HDI Seminar: Listening as Leadership - Engineers in Community Development and the Extractive Industries
Learning how to listen to other perspectives – especially from people who are not engineers or who are critical of the organizations for whom they work – is a key but often overlooked aspect of engineering leadership. We begin by profiling engineers who had to learn to listen in order to engage in community development work, and then show that listening also plays a key role in what many would consider to be an unexpected place: the mining and oil industries. For engineers working on controversial projects, listening to critical perspectives has become a key activity as they seek to design processes and infrastructure that address the concerns of their companies as well as their stakeholders. Finally, we share how we are preparing students to listen inside of the Humanitarian Engineering program at the Colorado School of Mines. We argue that contextual listening is a prerequisite for using engineering to promote social justice and social responsibility, and outline course activities to develop engineering students’ appreciation for and ability to engage in contextual listening.
Jessica Smith is Co-Director of Humanitarian Engineering and Associate Professor in the Engineering, Design & Society Division at the Colorado School of Mines. As an anthropologist, her research and teaching revolve around social responsibility, engineering, and the extractive industries. She is currently writing a book entitled Extracting Accountability: Engineers and Corporate Social Responsibility and is the author of Mining Coal and Undermining Gender: Rhythms of Work and Family in the American West (Rutgers University Press, 2014). Professor Smith is a co-convener of the STS Underground network and co-organized the 2016 “Energy Ethics: Fragile Lives and Imagined Futures” conference at the University of St. Andrews, which was later published as special issues of Energy Research & Social Science and the Journal of the Royal Anthropological Institute. She holds a PhD in Anthropology and a certificate in Women’s Studies from the University of Michigan and bachelor's degrees in International Studies, Anthropology and Latin American Studies from Macalester College in St. Paul, Minnesota.

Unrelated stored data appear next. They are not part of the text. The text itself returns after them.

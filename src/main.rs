use std::process::ExitCode;

use page_summarizer::{app::output::render, config::Config, run, EXIT_FAILURE};

fn init_tracing() {
    tracing_subscriber::fmt()
        .with_env_filter(
            tracing_subscriber::EnvFilter::try_from_default_env()
                .unwrap_or_else(|_| "info".into()),
        )
        .with_writer(std::io::stderr)
        .init();
}

#[tokio::main]
async fn main() -> ExitCode {
    init_tracing();

    let config = match Config::load() {
        Ok(config) => config,
        Err(e) => {
            tracing::error!(error = %e, "invalid configuration");
            return ExitCode::from(EXIT_FAILURE);
        }
    };

    // Failures were logged where they happened.
    let report = match run(&config).await {
        Ok(report) => report,
        Err(e) => {
            if let Some(partial) = e.partial_summary().filter(|p| !p.is_empty()) {
                tracing::warn!(partial = %partial, "summary was cut short by the stream failure");
            }
            return ExitCode::from(e.exit_code());
        }
    };

    match render(&report, config.output) {
        Ok(output) => {
            println!("{output}");
            ExitCode::SUCCESS
        }
        Err(e) => {
            tracing::error!(error = %e, "failed to render report");
            ExitCode::from(e.exit_code())
        }
    }
}
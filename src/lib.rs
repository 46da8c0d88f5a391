pub mod app;
pub mod config;
pub mod error;
pub mod llm;
pub mod scraper;

pub use app::{run, Report};
pub use config::{Config, LlmConfig};
pub use error::{AppError, Result, EXIT_FAILURE};
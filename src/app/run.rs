use std::time::Instant;

use crate::app::models::Report;
use crate::config::Config;
use crate::error::Result;
use crate::llm::summarize;
use crate::scraper::scrape_site;

/// Scrape the configured site, then summarise what it says.
///
/// Errors are already logged by the step that raised them. A failed scrape
/// returns before the completion endpoint is contacted.
pub async fn run(config: &Config) -> Result<Report> {
    let fetch_start = Instant::now();
    let site_text = scrape_site(&config.site_url, &config.extraction).await?;
    tracing::debug!(elapsed = ?fetch_start.elapsed(), "site text obtained");

    let llm_start = Instant::now();
    let summary = summarize(&config.llm, &site_text).await?;
    tracing::debug!(elapsed = ?llm_start.elapsed(), text = %summary, "summary text obtained");

    Ok(Report::new(&config.site_url, &site_text, summary))
}
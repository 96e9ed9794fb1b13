use std::collections::HashMap;
use std::sync::Arc;

use serde::Serialize;

use crate::error::{ClassificationError, ScoringError};
use crate::models::Sentiment;

pub const POSITIVE_THRESHOLD: f64 = 0.1;
pub const NEGATIVE_THRESHOLD: f64 = -0.1;

/// Anything that can turn text into a polarity in `[-1, 1]`.
pub trait PolarityScorer: Send + Sync {
    fn score(&self, text: &str) -> Result<f64, ScoringError>;
}

/// Lexicon-based scorer tuned for short study feedback.
pub struct LexiconScorer {
    words: HashMap<&'static str, f64>,
    negations: Vec<&'static str>,
    intensifiers: HashMap<&'static str, f64>,
}

impl Default for LexiconScorer {
    fn default() -> Self {
        Self::new()
    }
}

impl LexiconScorer {
    pub fn new() -> Self {
        let words = [
            ("good", 0.7),
            ("great", 0.8),
            ("excellent", 1.0),
            ("amazing", 0.6),
            ("awesome", 1.0),
            ("love", 0.5),
            ("loved", 0.7),
            ("like", 0.3),
            ("liked", 0.4),
            ("enjoy", 0.4),
            ("enjoyed", 0.5),
            ("fun", 0.3),
            ("interesting", 0.5),
            ("helpful", 0.5),
            ("clear", 0.4),
            ("easy", 0.4),
            ("nice", 0.6),
            ("happy", 0.8),
            ("useful", 0.3),
            ("understand", 0.2),
            ("understood", 0.3),
            ("best", 1.0),
            ("perfect", 1.0),
            ("bad", -0.7),
            ("poor", -0.4),
            ("terrible", -1.0),
            ("awful", -1.0),
            ("hate", -0.8),
            ("hated", -0.9),
            ("boring", -1.0),
            ("hard", -0.3),
            ("difficult", -0.5),
            ("confusing", -0.6),
            ("confused", -0.5),
            ("frustrating", -0.7),
            ("stuck", -0.4),
            ("lost", -0.3),
            ("complicated", -0.5),
            ("worst", -1.0),
            ("sad", -0.5),
            ("slow", -0.3),
            ("unclear", -0.5),
            ("useless", -0.5),
        ]
        .into_iter()
        .collect();

        let negations = vec![
            "not", "no", "never", "hardly", "barely", "don't", "dont", "doesn't", "doesnt",
            "didn't", "didnt", "isn't", "isnt", "wasn't", "wasnt", "can't", "cant", "cannot",
            "won't", "wont",
        ];

        let intensifiers = [
            ("very", 1.3),
            ("really", 1.3),
            ("extremely", 1.5),
            ("so", 1.2),
            ("super", 1.4),
            ("quite", 1.1),
            ("slightly", 0.5),
            ("somewhat", 0.7),
        ]
        .into_iter()
        .collect();

        Self {
            words,
            negations,
            intensifiers,
        }
    }

    fn tokens(text: &str) -> Vec<String> {
        text.replace('\u{2019}', "'")
            .split(|c: char| !(c.is_alphanumeric() || c == '\''))
            .filter(|token| !token.is_empty())
            .map(|token| token.to_lowercase())
            .collect()
    }
}

impl PolarityScorer for LexiconScorer {
    /// Mean polarity of matched words. A preceding negation flips and halves
    /// a word, a preceding intensifier scales it.
    fn score(&self, text: &str) -> Result<f64, ScoringError> {
        if text.trim().is_empty() {
            return Err(ScoringError("cannot score empty text".to_string()));
        }

        let mut scores = Vec::new();
        let mut negate_next = false;
        let mut intensity = 1.0;

        for token in Self::tokens(text) {
            if self.negations.iter().any(|negation| *negation == token) {
                negate_next = true;
                continue;
            }
            if let Some(multiplier) = self.intensifiers.get(token.as_str()) {
                intensity = *multiplier;
                continue;
            }
            match self.words.get(token.as_str()) {
                Some(polarity) => {
                    let mut value = polarity * intensity;
                    if negate_next {
                        value *= -0.5;
                    }
                    scores.push(value);
                    negate_next = false;
                    intensity = 1.0;
                }
                None => {
                    negate_next = false;
                    intensity = 1.0;
                }
            }
        }

        if scores.is_empty() {
            return Ok(0.0);
        }

        let mean = scores.iter().sum::<f64>() / scores.len() as f64;
        Ok(mean.clamp(-1.0, 1.0))
    }
}

#[derive(Debug, Clone, PartialEq, Serialize)]
pub struct Classification {
    pub sentiment: Sentiment,
    pub polarity: f64,
    pub message: &'static str,
}

/// Maps a polarity score onto a label. Both thresholds are exclusive.
pub fn label_for(polarity: f64) -> Sentiment {
    if polarity > POSITIVE_THRESHOLD {
        Sentiment::Positive
    } else if polarity < NEGATIVE_THRESHOLD {
        Sentiment::Negative
    } else {
        Sentiment::Neutral
    }
}

pub fn message_for(sentiment: Sentiment) -> &'static str {
    match sentiment {
        Sentiment::Positive => "Great! Keep it up!",
        Sentiment::Negative => "We understand this topic is difficult. Keep trying!",
        Sentiment::Neutral => "Thanks for your feedback!",
    }
}

#[derive(Clone)]
pub struct SentimentClassifier {
    scorer: Arc<dyn PolarityScorer>,
}

impl Default for SentimentClassifier {
    fn default() -> Self {
        Self::new(Arc::new(LexiconScorer::new()))
    }
}

impl SentimentClassifier {
    pub fn new(scorer: Arc<dyn PolarityScorer>) -> Self {
        Self { scorer }
    }

    pub fn classify(&self, text: &str) -> Result<Classification, ClassificationError> {
        let polarity = self.scorer.score(text)?;
        let sentiment = label_for(polarity);
        Ok(Classification {
            sentiment,
            polarity,
            message: message_for(sentiment),
        })
    }
}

Juan is Professor and Director of Humanitarian Engineering (HE) at the Colorado School of Mines. Juan obtained a Ph.D. in Science and Technology Studies (STS) from Virginia Tech and two BS in Mechanical and Aeronautical Engineering from Rensselaer Polytechnic Institute. His books include Defending the Nation: U.S. Policymaking to Create Scientists and Engineers from Sputnik to the ’War Against Terrorism’ (University Press of America, 2005), Engineering and Sustainable Community Development (with Jen Schneider and Jon Leydens, Morgan & Claypool, 2010), Engineering Education for Social Justice: Critical Explorations and Opportunities (Springer, 2013), and Engineering Justice: Transforming Engineering Education and Practice (with Jon Leydens, IEEE-Wiley, 2017). Born and raised in Colombia, he learned to value, interact and learn from people from the poorest sectors of Colombian society. As an engineering student, he learned the strengths and limitations of engineering assumptions and methods for engaging communities, particularly those historically neglected by engineering. Later working under the mentorship of cultural anthropologist Gary Downey, he learned that engineers and engineering have culture that can be studied and transformed for the wellbeing of communities, social justice, and sustainability. The main driver for his teaching and research is to challenge students to ask, what is engineering for?